REVIEW: Grave look into future of Earth in ‘David Attenborough: A Life On Our Planet’


Courtesy Netflix

Assistant Online Editor Srishti Kaushik praises the pressing film ‘David Attenborough: A Life On Our Planet’, as it urges the audience to take action against climate change and the loss of biodiversity.

Srishti Kaushik, Assistant Online Editor

In the new Netflix documentary “David Attenborough: A Life On Our Planet”, the world-proclaimed naturalist broadcaster delivers a much-needed “witness statement” on the past, present and future of the Earth’s natural world. He does this through his classic age-old oration accompanied by new footage as well as scenes from his past documentaries. This documentary comes out just as humanity is standing on the edge of an ecological disaster.
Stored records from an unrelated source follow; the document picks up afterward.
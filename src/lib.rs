//! IronCore Chains - 多链钱包抽象层
//!
//! 只处理公钥与签名：地址派生、交易构建、费用估算与广播。
//! 私钥由外部签名器持有，本库不接触。

pub mod address;
pub mod config;
pub mod crypto;
pub mod domain;
pub mod error;
pub mod logging;
pub mod network;
pub mod transaction;
pub mod wallet;

// 重新导出常用类型
pub use error::{ErrorCategory, NetworkError, Result, WalletError};

// 统一模块导出
pub mod prelude {
    pub use crate::{
        address::{Address, AddressService, AddressServiceFactory, AddressType},
        config::SdkConfig,
        crypto::{EllipticCurve, PublicKey, Signature},
        domain::{
            Amount, AmountType, Blockchain, Fee, FeeParameters, SignedTransaction, Transaction,
            TransactionParams,
        },
        error::{ErrorCategory, NetworkError, Result, WalletError},
        transaction::TransactionBuilder,
        wallet::{TransactionSigner, WalletManager, WalletManagerFactory, WalletRegistry},
    };
}
//! Domain 模块
//!
//! 链标识、金额、手续费、交易意图等值类型

pub mod address;
pub mod amount;
pub mod blockchain;
pub mod fee;
pub mod transaction;

// 重新导出常用类型
pub use address::{Address, AddressType};
pub use amount::{Amount, AmountType, Token};
pub use blockchain::{AddressPolicy, Blockchain};
pub use fee::{Fee, FeeParameters};
pub use transaction::{
    PendingTransaction, SendResult, SignedTransaction, Transaction, TransactionParams,
};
Directors Jonathan Hughes, Alastair Fothergill, Keith Scholey and Jonnie Hughes present the heavy-hitting testimonial of Attenborough’s almost century-long observation of the decline of the natural world and its biodiversity across his lifetime. The documentary doesn’t present any other members of the cast besides Attenborough, putting the audience’s full attention on him.

From the very beginning, Attenborough puts the audience into a grave perspective by setting the introduction in the empty city of Chernobyl, where Attenborough stands seemingly alone and isolated in abandoned houses and schools. Attenborough reminds the audience straight off the bat of the damage humans are capable of.

As the title suggests, the documentary is set in chronological order counting down from Attenborough’s first experience with nature to the present. Each “countdown”, which occurs every few decades also includes statistics like the world population, the carbon in the atmosphere and the remaining wildlife. The growth and decline of the data hit the audience hard. As the film continued, a feeling of panic and fear set in as the gravity of our situation was laid out in front of me.

Each section between the countdown focuses on a particular ecosystem in a certain part of the world from rainforests to the Arctic to coral reefs. The segments begin informatively, giving viewers an understanding of each before showing how badly impacted it is by human activity. The morose and sometimes graphic scenes play into the viewers’ conscience.

After giving a prediction of what could become of the Earth if his lifetime began now, Attenborough becomes emotional and shows his distress at the current situation of the environment, almost compelling the audience to cry along with him. But moving past this, the documentary shifts to a more hopeful light talking about a more secure future and the film returns to Chernobyl where Attenborough delivers his closing statements.

Coming at a pivotal time, this documentary was Attenborough’s testimonial and warning to the world about climate change and the loss of biodiversity and wildlife. This important message is hard to ignore coming from one of the most well-known and respected figures in the naturalist and documentary world and most viewers will have a sense of familiarity with the voice that guides them throughout the film. I personally have grown up watching documentaries narrated by Attenborough and felt the attachment 

Watching this documentary and spreading Attenborough’s “witness statement” based on decades of knowledge and experience will make you a participant in a much-needed movement and project to save our planet.